Listed Building – Grade I
- Official name: Sutton Scarsdale Hall
- Designated: 25 October 1951
- Reference no.: 1108914

= Sutton Scarsdale Hall =

Country house in Derbyshire, England

Sutton Scarsdale Hall is a Grade I listed Georgian ruined stately home in Sutton Scarsdale, just outside Chesterfield, Derbyshire.

==Estate history==
The original Hall formed part of a Saxon estate owned by Wulfric Spott, who died in 1002 and left the estate to Burton-on-Trent Abbey. In the Domesday Book the estate was owned by Roger de Poitou. In 1225 the Lordship of Sutton-in-the-Dale had been given by King Henry III to Peter de Hareston, but by 1401 it had been purchased by John Leke of Gotham.

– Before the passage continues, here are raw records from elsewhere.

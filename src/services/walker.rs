//! Listing page iteration.

use std::collections::HashSet;

use url::Url;

use crate::error::{AppError, Result};
use crate::models::CandidateLink;
use crate::services::{WebClient, links};
use crate::utils::page_url;

/// Outcome of fetching one listing page.
#[derive(Debug)]
pub enum PageFetch {
    /// Candidate links in listing order
    Page(Vec<CandidateLink>),
    /// An error status or a page without candidates
    EndOfPages,
    /// The request never produced a response
    TransportError(AppError),
}

/// Walks listing pages upward from a starting page.
pub struct PageWalker<'a> {
    client: &'a dyn WebClient,
    search_url: Url,
    page: u32,
}

impl<'a> PageWalker<'a> {
    pub fn new(client: &'a dyn WebClient, search_url: &str, start_page: u32) -> Result<Self> {
        Ok(Self {
            client,
            search_url: Url::parse(search_url)?,
            page: start_page.max(1),
        })
    }

    /// Current page number.
    pub fn page(&self) -> u32 {
        self.page
    }

    pub fn current_url(&self) -> String {
        page_url(&self.search_url, self.page)
    }

    /// Move to the next page.
    pub fn advance(&mut self) {
        self.page += 1;
    }

    /// Fetch the current page and extract its candidate links.
    pub async fn fetch(&self) -> PageFetch {
        let url = self.current_url();
        let response = match self.client.get(&url).await {
            Ok(response) => response,
            Err(e) => return PageFetch::TransportError(e),
        };

        if !response.is_success() {
            log::info!("Page {} answered HTTP {}", self.page, response.status);
            return PageFetch::EndOfPages;
        }

        match extract_candidates(&response.text()) {
            Ok(candidates) if candidates.is_empty() => PageFetch::EndOfPages,
            Ok(candidates) => PageFetch::Page(candidates),
            Err(e) => PageFetch::TransportError(e),
        }
    }
}

/// Candidate links of a listing document, first occurrence order, without
/// repeats.
pub fn extract_candidates(body: &str) -> Result<Vec<CandidateLink>> {
    let mut seen = HashSet::new();
    let mut candidates = Vec::new();

    for href in links::find_links(body, CandidateLink::matches)? {
        match CandidateLink::parse(&href) {
            Ok(candidate) => {
                if seen.insert(candidate.key()) {
                    candidates.push(candidate);
                }
            }
            Err(e) => log::debug!("Ignoring listing link: {e}"),
        }
    }
    Ok(candidates)
}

A later John Leke was made a knight by King Henry VIII. His son Francis Leke was created a Baronet by King James I in 1611, and elevated to Earl of Scarsdale by King Charles I in 1640. When the English Civil War broke out, Leke joined the Cavaliers and the Hall's structure was strengthened, particularly so with Bolsover Castle on the opposite hillside swearing loyalty to the Roundheads. When a Parliamentarian force of 500 men led by Sir John Gell surrounded the estate, Leke resisted until the house was stormed and he was taken prisoner. With the estate seized by Oliver Cromwell's forces, after the end of the war a forfeiture fine of £18,000 was levied and paid for Leke's support of the imprisoned King Charles.

==House history==
The existing structure is believed to be the fourth or fifth built on the site. In 1724, Nicholas Leke, 4th Earl of Scarsdale commissioned the building of a design by architect Francis Smith, to develop a Georgian mansion with gardens, using parts of the existing structure.

On a scale and quality with Chatsworth House, internally it featured both oak ornamental panels and stucco plasterwork by Italian craftsmen Francesco Vassalli, Giovanni Bagutti and the brothers Giuseppe and Adalberto Artari; carved Adamesque fireplaces in both marble and Blue John; and a carved mahogany staircase.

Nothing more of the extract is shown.